Top of Source information
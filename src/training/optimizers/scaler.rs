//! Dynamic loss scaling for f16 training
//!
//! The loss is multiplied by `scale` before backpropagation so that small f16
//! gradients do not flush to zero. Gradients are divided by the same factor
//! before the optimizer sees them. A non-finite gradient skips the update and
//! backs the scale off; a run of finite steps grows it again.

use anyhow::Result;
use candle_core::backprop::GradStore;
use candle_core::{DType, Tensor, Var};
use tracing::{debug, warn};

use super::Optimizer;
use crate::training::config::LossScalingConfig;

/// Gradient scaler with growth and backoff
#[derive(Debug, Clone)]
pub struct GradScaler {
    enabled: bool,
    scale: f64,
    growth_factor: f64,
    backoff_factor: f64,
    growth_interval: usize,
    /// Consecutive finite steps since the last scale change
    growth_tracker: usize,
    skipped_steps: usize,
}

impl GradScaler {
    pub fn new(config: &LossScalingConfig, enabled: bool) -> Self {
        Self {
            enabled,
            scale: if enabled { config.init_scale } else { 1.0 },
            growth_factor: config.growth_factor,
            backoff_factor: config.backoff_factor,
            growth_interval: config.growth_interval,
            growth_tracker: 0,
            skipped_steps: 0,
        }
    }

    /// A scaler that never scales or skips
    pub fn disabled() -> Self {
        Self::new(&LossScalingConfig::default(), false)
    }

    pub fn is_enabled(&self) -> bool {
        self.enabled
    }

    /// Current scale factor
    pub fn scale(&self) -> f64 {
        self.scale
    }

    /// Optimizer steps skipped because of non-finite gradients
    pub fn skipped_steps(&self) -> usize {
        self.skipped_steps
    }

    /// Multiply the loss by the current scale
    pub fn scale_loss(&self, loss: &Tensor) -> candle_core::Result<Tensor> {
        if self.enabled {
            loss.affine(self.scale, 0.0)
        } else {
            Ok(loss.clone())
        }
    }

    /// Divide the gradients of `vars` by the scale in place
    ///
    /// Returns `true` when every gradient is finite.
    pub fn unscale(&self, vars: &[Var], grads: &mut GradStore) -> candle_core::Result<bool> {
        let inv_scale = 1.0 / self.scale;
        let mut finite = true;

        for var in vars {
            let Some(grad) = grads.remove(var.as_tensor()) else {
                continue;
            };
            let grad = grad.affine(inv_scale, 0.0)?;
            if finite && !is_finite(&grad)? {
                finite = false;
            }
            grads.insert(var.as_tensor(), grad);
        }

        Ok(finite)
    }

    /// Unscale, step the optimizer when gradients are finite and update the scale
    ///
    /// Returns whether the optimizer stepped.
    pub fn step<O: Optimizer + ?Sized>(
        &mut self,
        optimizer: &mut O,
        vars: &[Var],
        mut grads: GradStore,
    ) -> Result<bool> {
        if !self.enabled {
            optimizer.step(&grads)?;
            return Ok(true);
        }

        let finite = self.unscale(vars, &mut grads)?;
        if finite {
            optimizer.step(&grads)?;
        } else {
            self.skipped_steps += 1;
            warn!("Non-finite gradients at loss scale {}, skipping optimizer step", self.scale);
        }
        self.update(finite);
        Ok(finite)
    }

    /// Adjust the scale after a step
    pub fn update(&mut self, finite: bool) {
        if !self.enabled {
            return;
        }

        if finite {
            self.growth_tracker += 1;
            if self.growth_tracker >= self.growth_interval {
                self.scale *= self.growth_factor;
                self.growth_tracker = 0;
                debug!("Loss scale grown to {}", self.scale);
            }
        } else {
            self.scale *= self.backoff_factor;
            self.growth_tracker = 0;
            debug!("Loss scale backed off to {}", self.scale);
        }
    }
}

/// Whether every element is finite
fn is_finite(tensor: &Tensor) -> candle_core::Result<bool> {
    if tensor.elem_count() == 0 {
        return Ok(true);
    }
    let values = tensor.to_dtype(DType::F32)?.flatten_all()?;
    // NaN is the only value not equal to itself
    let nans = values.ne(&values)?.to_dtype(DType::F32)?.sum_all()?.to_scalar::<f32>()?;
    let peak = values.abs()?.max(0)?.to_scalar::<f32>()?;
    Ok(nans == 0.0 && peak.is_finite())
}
Bottom of Source information
Top of Source information
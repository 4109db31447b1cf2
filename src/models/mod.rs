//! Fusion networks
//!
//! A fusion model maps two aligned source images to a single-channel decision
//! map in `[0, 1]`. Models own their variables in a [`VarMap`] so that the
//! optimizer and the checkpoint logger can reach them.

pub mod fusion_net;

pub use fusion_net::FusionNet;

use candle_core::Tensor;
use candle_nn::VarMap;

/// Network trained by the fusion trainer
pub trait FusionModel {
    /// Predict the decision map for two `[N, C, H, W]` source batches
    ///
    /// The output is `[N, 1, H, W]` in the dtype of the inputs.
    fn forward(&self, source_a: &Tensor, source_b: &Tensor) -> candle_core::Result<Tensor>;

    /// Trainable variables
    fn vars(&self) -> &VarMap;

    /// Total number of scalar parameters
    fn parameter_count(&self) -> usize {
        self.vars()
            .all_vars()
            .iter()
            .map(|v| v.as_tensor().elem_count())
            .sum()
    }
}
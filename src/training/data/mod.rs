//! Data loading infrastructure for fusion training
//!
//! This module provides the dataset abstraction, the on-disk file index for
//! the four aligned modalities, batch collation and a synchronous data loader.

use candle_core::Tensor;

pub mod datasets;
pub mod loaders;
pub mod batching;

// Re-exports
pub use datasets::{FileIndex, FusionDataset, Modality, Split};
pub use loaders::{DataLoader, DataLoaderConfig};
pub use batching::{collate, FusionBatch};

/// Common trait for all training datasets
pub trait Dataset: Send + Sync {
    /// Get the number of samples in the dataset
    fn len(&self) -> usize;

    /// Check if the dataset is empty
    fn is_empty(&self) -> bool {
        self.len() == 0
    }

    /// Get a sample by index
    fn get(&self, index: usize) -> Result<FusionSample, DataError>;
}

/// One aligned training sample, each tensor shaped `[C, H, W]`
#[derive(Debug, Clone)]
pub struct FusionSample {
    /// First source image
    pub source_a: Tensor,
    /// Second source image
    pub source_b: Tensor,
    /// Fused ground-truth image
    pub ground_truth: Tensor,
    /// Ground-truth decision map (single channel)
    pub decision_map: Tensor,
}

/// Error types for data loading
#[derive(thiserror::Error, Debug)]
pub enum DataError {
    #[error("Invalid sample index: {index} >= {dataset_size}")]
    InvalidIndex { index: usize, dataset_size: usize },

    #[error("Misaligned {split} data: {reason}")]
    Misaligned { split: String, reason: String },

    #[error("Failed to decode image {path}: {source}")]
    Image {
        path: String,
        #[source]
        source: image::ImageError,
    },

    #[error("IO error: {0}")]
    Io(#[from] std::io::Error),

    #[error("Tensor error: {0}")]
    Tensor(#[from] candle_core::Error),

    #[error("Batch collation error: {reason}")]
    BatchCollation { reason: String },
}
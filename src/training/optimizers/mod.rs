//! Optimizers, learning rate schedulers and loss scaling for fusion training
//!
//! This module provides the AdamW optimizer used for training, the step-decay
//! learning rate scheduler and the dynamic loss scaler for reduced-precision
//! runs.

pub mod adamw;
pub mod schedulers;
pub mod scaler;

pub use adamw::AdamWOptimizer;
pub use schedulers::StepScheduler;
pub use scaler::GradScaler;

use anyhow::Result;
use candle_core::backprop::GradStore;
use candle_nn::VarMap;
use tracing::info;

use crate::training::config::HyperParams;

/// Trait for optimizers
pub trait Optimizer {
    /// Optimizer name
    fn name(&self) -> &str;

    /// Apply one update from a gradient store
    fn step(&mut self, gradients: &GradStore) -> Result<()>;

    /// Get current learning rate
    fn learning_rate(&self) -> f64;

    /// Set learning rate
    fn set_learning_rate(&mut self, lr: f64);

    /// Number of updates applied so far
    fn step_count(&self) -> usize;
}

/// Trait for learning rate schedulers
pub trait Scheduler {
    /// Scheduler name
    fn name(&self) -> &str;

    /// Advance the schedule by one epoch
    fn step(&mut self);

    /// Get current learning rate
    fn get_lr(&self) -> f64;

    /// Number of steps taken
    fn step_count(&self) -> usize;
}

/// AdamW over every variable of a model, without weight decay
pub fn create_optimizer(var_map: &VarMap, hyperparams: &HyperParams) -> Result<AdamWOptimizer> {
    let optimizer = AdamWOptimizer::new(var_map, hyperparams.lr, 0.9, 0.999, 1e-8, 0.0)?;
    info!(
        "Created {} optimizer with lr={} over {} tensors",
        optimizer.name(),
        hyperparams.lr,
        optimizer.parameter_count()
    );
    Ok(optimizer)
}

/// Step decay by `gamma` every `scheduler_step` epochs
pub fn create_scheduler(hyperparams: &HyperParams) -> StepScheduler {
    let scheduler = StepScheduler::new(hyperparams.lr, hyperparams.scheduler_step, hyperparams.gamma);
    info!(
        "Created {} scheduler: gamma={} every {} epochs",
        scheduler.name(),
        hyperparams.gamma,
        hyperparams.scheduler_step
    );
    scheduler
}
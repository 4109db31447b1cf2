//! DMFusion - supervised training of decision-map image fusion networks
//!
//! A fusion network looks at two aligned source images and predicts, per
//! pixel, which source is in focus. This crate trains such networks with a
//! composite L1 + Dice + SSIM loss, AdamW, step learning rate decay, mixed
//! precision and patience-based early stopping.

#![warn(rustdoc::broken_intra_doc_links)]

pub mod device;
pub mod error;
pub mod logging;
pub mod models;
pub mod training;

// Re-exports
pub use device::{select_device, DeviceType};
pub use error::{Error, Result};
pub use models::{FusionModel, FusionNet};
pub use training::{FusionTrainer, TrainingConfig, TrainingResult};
Bottom of Source information
▶ [Problem to work on]:
The lines above that hold the word "LossScalingConfig" are the ones to copy.

▶ [Answer box]:
use crate::training::config::LossScalingConfig;
    pub fn new(config: &LossScalingConfig, enabled: bool) -> Self {
        Self::new(&LossScalingConfig::default(), false)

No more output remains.